Riding Tips

Mission Possible: Teaching Your Horse to Trail Ride Alone

teaching horse to trail ride alone
Written by Sanne Westera

Have Fun Solo Strolling

One of the most incredible feelings in the world is to be out on horseback, exploring the world with your equine partner. Horses are herd animals, however, and usually don’t enjoy going out by themselves—if not taught properly.

The most important thing in reaching the goal of trail riding alone is to make you and your horse feel safe. If you can succeed at this, you’ll both be able to fully enjoy trail riding by yourselves.

In this blog post I will be going over the process of teaching a horse to trail ride alone—in peace and harmony!
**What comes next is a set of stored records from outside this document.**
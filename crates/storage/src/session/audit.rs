//! Audit logging for session and signing-key lifecycle events.
//!
//! Every retirement of a session, every movement of a user's
//! active-session pointer and every key rotation leaves a structured
//! audit event recording who did it, what was affected, when, and whether
//! it succeeded.
//!
//! # Usage
//!
//! ```no_run
//! use tokenward_storage::session::audit::{
//!     AuditAction, AuditEvent, AuditLogger, AuditResult, TracingAuditLogger,
//! };
//!
//! # tokio::runtime::Builder::new_current_thread().enable_all().build().unwrap().block_on(async {
//! let logger = TracingAuditLogger;
//! let event = AuditEvent::builder()
//!     .actor("session-orchestrator")
//!     .action(AuditAction::RetireSession)
//!     .resource("user:u-1/session:s-1")
//!     .result(AuditResult::Success)
//!     .build();
//! logger.log(&event).await;
//! # });
//! ```

use std::{collections::HashMap, fmt};

use async_trait::async_trait;
use chrono::{DateTime, Utc};

/// Action performed on a session or key resource.
#[derive(Debug, Clone, Copy, PartialEq, Eq)]
pub enum AuditAction {
    /// New session records were stored.
    BeginSession,
    /// A session record was retired.
    RetireSession,
    /// A user's active-session pointer was created or moved.
    SetActivePointer,
    /// A user's active-session pointer was removed.
    DeleteActivePointer,
    /// A new signing key became current.
    RotateKey,
    /// A superseded signing key left the retained set.
    PruneKey,
}

impl fmt::Display for AuditAction {
    fn fmt(&self, f: &mut fmt::Formatter<'_>) -> fmt::Result {
        match self {
            Self::BeginSession => write!(f, "begin_session"),
            Self::RetireSession => write!(f, "retire_session"),
            Self::SetActivePointer => write!(f, "set_active_pointer"),
            Self::DeleteActivePointer => write!(f, "delete_active_pointer"),
            Self::RotateKey => write!(f, "rotate_key"),
            Self::PruneKey => write!(f, "prune_key"),
        }
    }
}

/// Outcome of an audited operation.
#[derive(Debug, Clone, PartialEq, Eq)]
pub enum AuditResult {
    /// Operation completed successfully.
    Success,
    /// Operation failed with the given reason.
    Failure(String),
}

impl fmt::Display for AuditResult {
    fn fmt(&self, f: &mut fmt::Formatter<'_>) -> fmt::Result {
        match self {
            Self::Success => write!(f, "success"),
            Self::Failure(reason) => write!(f, "failure: {reason}"),
        }
    }
}

/// Structured audit event.
#[derive(Debug, Clone, bon::Builder)]
pub struct AuditEvent {
    /// When the event occurred (defaults to now).
    #[builder(default = Utc::now())]
    pub timestamp: DateTime<Utc>,
    /// Identity of the component performing the operation.
    #[builder(into)]
    pub actor: String,
    /// The action that was performed.
    pub action: AuditAction,
    /// Resource identifier (e.g., "user:u-1/session:s-1" or "kid:...").
    #[builder(into)]
    pub resource: String,
    /// Outcome of the operation.
    pub result: AuditResult,
    /// Additional context (e.g., invalidation reason, record count).
    #[builder(default)]
    pub metadata: HashMap<String, String>,
}

/// Trait for audit log backends.
#[async_trait]
pub trait AuditLogger: Send + Sync {
    /// Records an audit event.
    async fn log(&self, event: &AuditEvent);
}

#[async_trait]
impl<L: AuditLogger + ?Sized> AuditLogger for std::sync::Arc<L> {
    async fn log(&self, event: &AuditEvent) {
        (**self).log(event).await;
    }
}

/// Audit logger that emits structured `tracing` events on the
/// `tokenward::audit` target.
///
/// Successful operations are logged at `INFO`, failed ones at `WARN`.
///
/// Field mapping:
/// - `audit.timestamp`: RFC 3339 timestamp
/// - `audit.actor`: who performed the action
/// - `audit.action`: the operation (e.g., "retire_session")
/// - `audit.resource`: what was affected
/// - `audit.result`: "success" or "failure: ..."
/// - `audit.metadata`: additional context as `k=v` pairs
#[derive(Debug, Clone, Copy, Default)]
pub struct TracingAuditLogger;

#[async_trait]
impl AuditLogger for TracingAuditLogger {
    async fn log(&self, event: &AuditEvent) {
        let mut pairs: Vec<String> =
            event.metadata.iter().map(|(k, v)| format!("{k}={v}")).collect();
        pairs.sort();
        let metadata_str = pairs.join(", ");

        match event.result {
            AuditResult::Success => tracing::event!(
                target: "tokenward::audit",
                tracing::Level::INFO,
                audit.timestamp = %event.timestamp.to_rfc3339(),
                audit.actor = %event.actor,
                audit.action = %event.action,
                audit.resource = %event.resource,
                audit.result = %event.result,
                audit.metadata = %metadata_str,
                "audit_event"
            ),
            AuditResult::Failure(_) => tracing::event!(
                target: "tokenward::audit",
                tracing::Level::WARN,
                audit.timestamp = %event.timestamp.to_rfc3339(),
                audit.actor = %event.actor,
                audit.action = %event.action,
                audit.resource = %event.resource,
                audit.result = %event.result,
                audit.metadata = %metadata_str,
                "audit_event"
            ),
        }
    }
}

/// No-op audit logger for testing and environments where audit is not needed.
#[derive(Debug, Clone, Copy, Default)]
pub struct NoopAuditLogger;

#[async_trait]
impl AuditLogger for NoopAuditLogger {
    async fn log(&self, _event: &AuditEvent) {}
}

/// Constructs a resource identifier for a user's session.
pub fn session_resource(user_id: impl fmt::Display, session_id: impl fmt::Display) -> String {
    format!("user:{user_id}/session:{session_id}")
}

/// Constructs a resource identifier for a user's active-session pointer.
pub fn pointer_resource(user_id: impl fmt::Display) -> String {
    format!("user:{user_id}/active")
}

/// Constructs a resource identifier for a signing key.
pub fn key_resource(kid: impl fmt::Display) -> String {
    format!("kid:{kid}")
}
When you’re ready for your first trail ride alone

To be totally confident and happy out on trail, you need to be fully confident in the arena and on the property first. If you and your horse are feeling good in the arena, you can easily check to see if your horse is ready for their first trail ride alone.

You can check on your progress by heading out within your property.
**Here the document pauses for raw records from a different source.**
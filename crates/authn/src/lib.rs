//! # Tokenward Authentication
//!
//! Signing keys and session tokens for the tokenward credential lifecycle
//! engine.
//!
//! This crate provides:
//! - **Key authority**: Ed25519 key rotation over an atomically swapped key ring, with retention
//!   of superseded public keys and JWKS-style publication
//! - **Token codec**: issuance and verification of signed tokens with typed claims
//! - **Header validation**: algorithm and `kid` checks run before any key lookup
//!
//! ## Example
//!
//! ```no_run
//! use std::{sync::Arc, time::Duration};
//! use tokenward_authn::{IssueRequest, KeyAuthority, TokenCodec};
//! use tokenward_storage::{SessionId, SessionScope, SystemClock};
//!
//! # async fn example() -> Result<(), Box<dyn std::error::Error>> {
//! let keys = Arc::new(KeyAuthority::builder().retention(Duration::from_secs(86_400)).build());
//! keys.rotate().await?;
//!
//! let codec = TokenCodec::new(keys.clone(), "tokenward", Arc::new(SystemClock));
//! let issued = codec.issue(
//!     &IssueRequest::builder()
//!         .user_id("u-1")
//!         .subject("alice@example.com")
//!         .session_id(SessionId::generate())
//!         .scope(SessionScope::Login)
//!         .ttl(Duration::from_secs(900))
//!         .build(),
//! )?;
//!
//! let claims = codec.verify(&issued.token, None)?;
//! println!("verified session {}", claims.sid);
//! # Ok(())
//! # }
//! ```

#![deny(unsafe_code)]
#![warn(missing_docs)]

/// Authentication error types.
pub mod error;
/// Publishable key set.
pub mod jwks;
/// Token issuance and verification.
pub mod jwt;
/// Signing key lifecycle.
pub mod key_authority;
#[cfg(any(test, feature = "testutil"))]
#[allow(clippy::expect_used, clippy::panic)]
pub mod testutil;
/// Header validation.
pub mod validation;

// Re-export key types for convenience
pub use error::{AuthError, Result};
pub use jwks::{PublishedKey, PublishedKeySet};
pub use jwt::{IssueRequest, IssuedToken, SessionClaims, TokenCodec};
pub use key_authority::{ActiveSigningKey, KeyAuthority, KeyRing, RetainedKey};
pub use validation::{ACCEPTED_ALGORITHMS, FORBIDDEN_ALGORITHMS, validate_algorithm};
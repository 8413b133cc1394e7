//! Session records, active-session pointers and invalidation entries.

use std::fmt;

use chrono::{DateTime, Utc};
use serde::{Deserialize, Serialize};

use crate::types::{SessionId, UserId};

/// What an issued token may be used for.
#[derive(Clone, Copy, Debug, PartialEq, Eq, Hash, Serialize, Deserialize)]
#[serde(rename_all = "SCREAMING_SNAKE_CASE")]
pub enum SessionScope {
    /// Access token for authenticated API calls.
    Login,
    /// Refresh token, exchangeable once for a new pair.
    Refresh,
    /// Single-use password recovery token.
    Recover,
}

impl SessionScope {
    /// Returns `true` for scopes that own the user's active-session pointer.
    #[must_use]
    pub fn tracks_active_pointer(self) -> bool {
        matches!(self, Self::Login | Self::Refresh)
    }
}

impl fmt::Display for SessionScope {
    fn fmt(&self, f: &mut fmt::Formatter<'_>) -> fmt::Result {
        match self {
            Self::Login => write!(f, "LOGIN"),
            Self::Refresh => write!(f, "REFRESH"),
            Self::Recover => write!(f, "RECOVER"),
        }
    }
}

/// Why a session record was retired.
#[derive(Clone, Copy, Debug, PartialEq, Eq, Hash, Serialize, Deserialize)]
#[serde(rename_all = "SCREAMING_SNAKE_CASE")]
pub enum InvalidationReason {
    /// Retired by the periodic sweep after its lifetime elapsed.
    Expired,
    /// Exchanged for a new pair by a refresh.
    #[serde(alias = "USER_REFRESH")]
    Refreshed,
    /// The user logged off.
    #[serde(alias = "LOG_OFF")]
    Logoff,
    /// Replaced by a newer login.
    NewLogin,
    /// The user changed their password.
    PasswordChanged,
    /// The user's password was reset.
    PasswordReset,
}

impl fmt::Display for InvalidationReason {
    fn fmt(&self, f: &mut fmt::Formatter<'_>) -> fmt::Result {
        match self {
            Self::Expired => write!(f, "EXPIRED"),
            Self::Refreshed => write!(f, "REFRESHED"),
            Self::Logoff => write!(f, "LOGOFF"),
            Self::NewLogin => write!(f, "NEW_LOGIN"),
            Self::PasswordChanged => write!(f, "PASSWORD_CHANGED"),
            Self::PasswordReset => write!(f, "PASSWORD_RESET"),
        }
    }
}

/// One issued token's identity and liveness.
///
/// Records are created active and flip to inactive exactly once. They are
/// never deleted; together with [`InvalidationRecord`]s they form the audit
/// trail of a user's sessions.
///
/// The access and refresh records minted for one login event point at each
/// other through `linked_session` and are retired together.
///
/// # Example
///
/// ```
/// use chrono::{Duration, Utc};
/// use tokenward_storage::{SessionRecord, SessionScope};
///
/// let now = Utc::now();
/// let record = SessionRecord::builder()
///     .user_id("u-1")
///     .scope(SessionScope::Login)
///     .created_at(now)
///     .expires_at(now + Duration::minutes(15))
///     .build();
///
/// assert!(record.active);
/// assert!(record.linked_session.is_none());
/// ```
#[derive(Clone, Debug, PartialEq, Eq, Serialize, Deserialize, bon::Builder)]
pub struct SessionRecord {
    /// Unique id, embedded in the token as `sid` and `jti`.
    #[builder(default = SessionId::generate(), into)]
    pub session_id: SessionId,

    /// Owner of the session.
    #[builder(into)]
    pub user_id: UserId,

    /// Purpose of the token bound to this record.
    pub scope: SessionScope,

    /// When the record was issued.
    pub created_at: DateTime<Utc>,

    /// When the bound token stops verifying.
    pub expires_at: DateTime<Utc>,

    /// `false` once retired.
    #[builder(default = true)]
    pub active: bool,

    /// The other half of an access/refresh pair.
    #[builder(into)]
    pub linked_session: Option<SessionId>,
}

/// The single session currently authoritative for a user.
///
/// `session_id` names the LOGIN record of the current pair.
#[derive(Clone, Debug, PartialEq, Eq, Serialize, Deserialize, bon::Builder)]
pub struct ActiveSession {
    /// The user this pointer belongs to. At most one pointer per user.
    #[builder(into)]
    pub user_id: UserId,

    /// LOGIN record of the current pair.
    #[builder(into)]
    pub session_id: SessionId,

    /// When the chain of sessions started (the original login).
    pub created_at: DateTime<Utc>,

    /// Whether the chain has been refreshed at least once.
    #[builder(default)]
    pub refreshed: bool,

    /// Time of the most recent refresh.
    pub refreshed_at: Option<DateTime<Utc>>,
}

/// Append-only audit entry written whenever a record is retired.
#[derive(Clone, Debug, PartialEq, Eq, Serialize, Deserialize)]
pub struct InvalidationRecord {
    /// Owner of the retired session.
    pub user_id: UserId,
    /// The retired session.
    pub session_id: SessionId,
    /// When the retirement happened.
    pub invalidated_at: DateTime<Utc>,
    /// Why it happened.
    pub reason: InvalidationReason,
}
Of course, I don’t know how your barn looks, but you can even just head out into the field, or walk around the stables. If your horse stays relaxed (and you feel confident) moving slightly away from the other horses on the property, you may be ready for your first steps off property alone.

Small steps add up to long trail rides

When you’re both ready, it doesn’t mean you should immediately head out for hours on the trail. The last thing you want to do is to overface (i.e. overwhelm) an inexperienced horse. You want your horse to be excited about trail riding alone, and to be confident when something potentially spooky appears.

We’ve all ridden those ponies that are extremely slow away from home, but don’t have breaks on the way back. We don’t want our horses to show this type of behavior.

The most ideal behavior is a horse that trots out the gate, excited to go out, and whose behavior doesn’t change when you turn around to go back home.

I’ve trained my own horse in the way I am going to explain to you below, and she always trots out the gate, excited to see where we’re going today.

On the way home, she doesn’t speed up and still enjoys looking at everything around her. Occasionally she decides to walk past the barn on our way home, as she’s not ready to go home yet and wants to keep going on the trail!

first trail ride

Our first trail ride only lasted 2 minutes—and that’s OK!

How to make your horse excited to trail ride alone

For a horse to enjoy what they are doing, they need to feel safe, supported and protected. They should be rewarded for curiosity from the very start.

Your first solo trail ride should be extremely short, preferably between 5 and 10 minutes.

If your horse is very nervous, but has done a good job for only 2 minutes, however, it means it’s also time to go home. This will result in your horse wanting to go trail riding, as it’s such a good experience every time.

A horse that’s been on lots of competitions is likely to be less fazed by spooky stuff out on trail, while a horse that’s never been off property will have a look at everything you ride past.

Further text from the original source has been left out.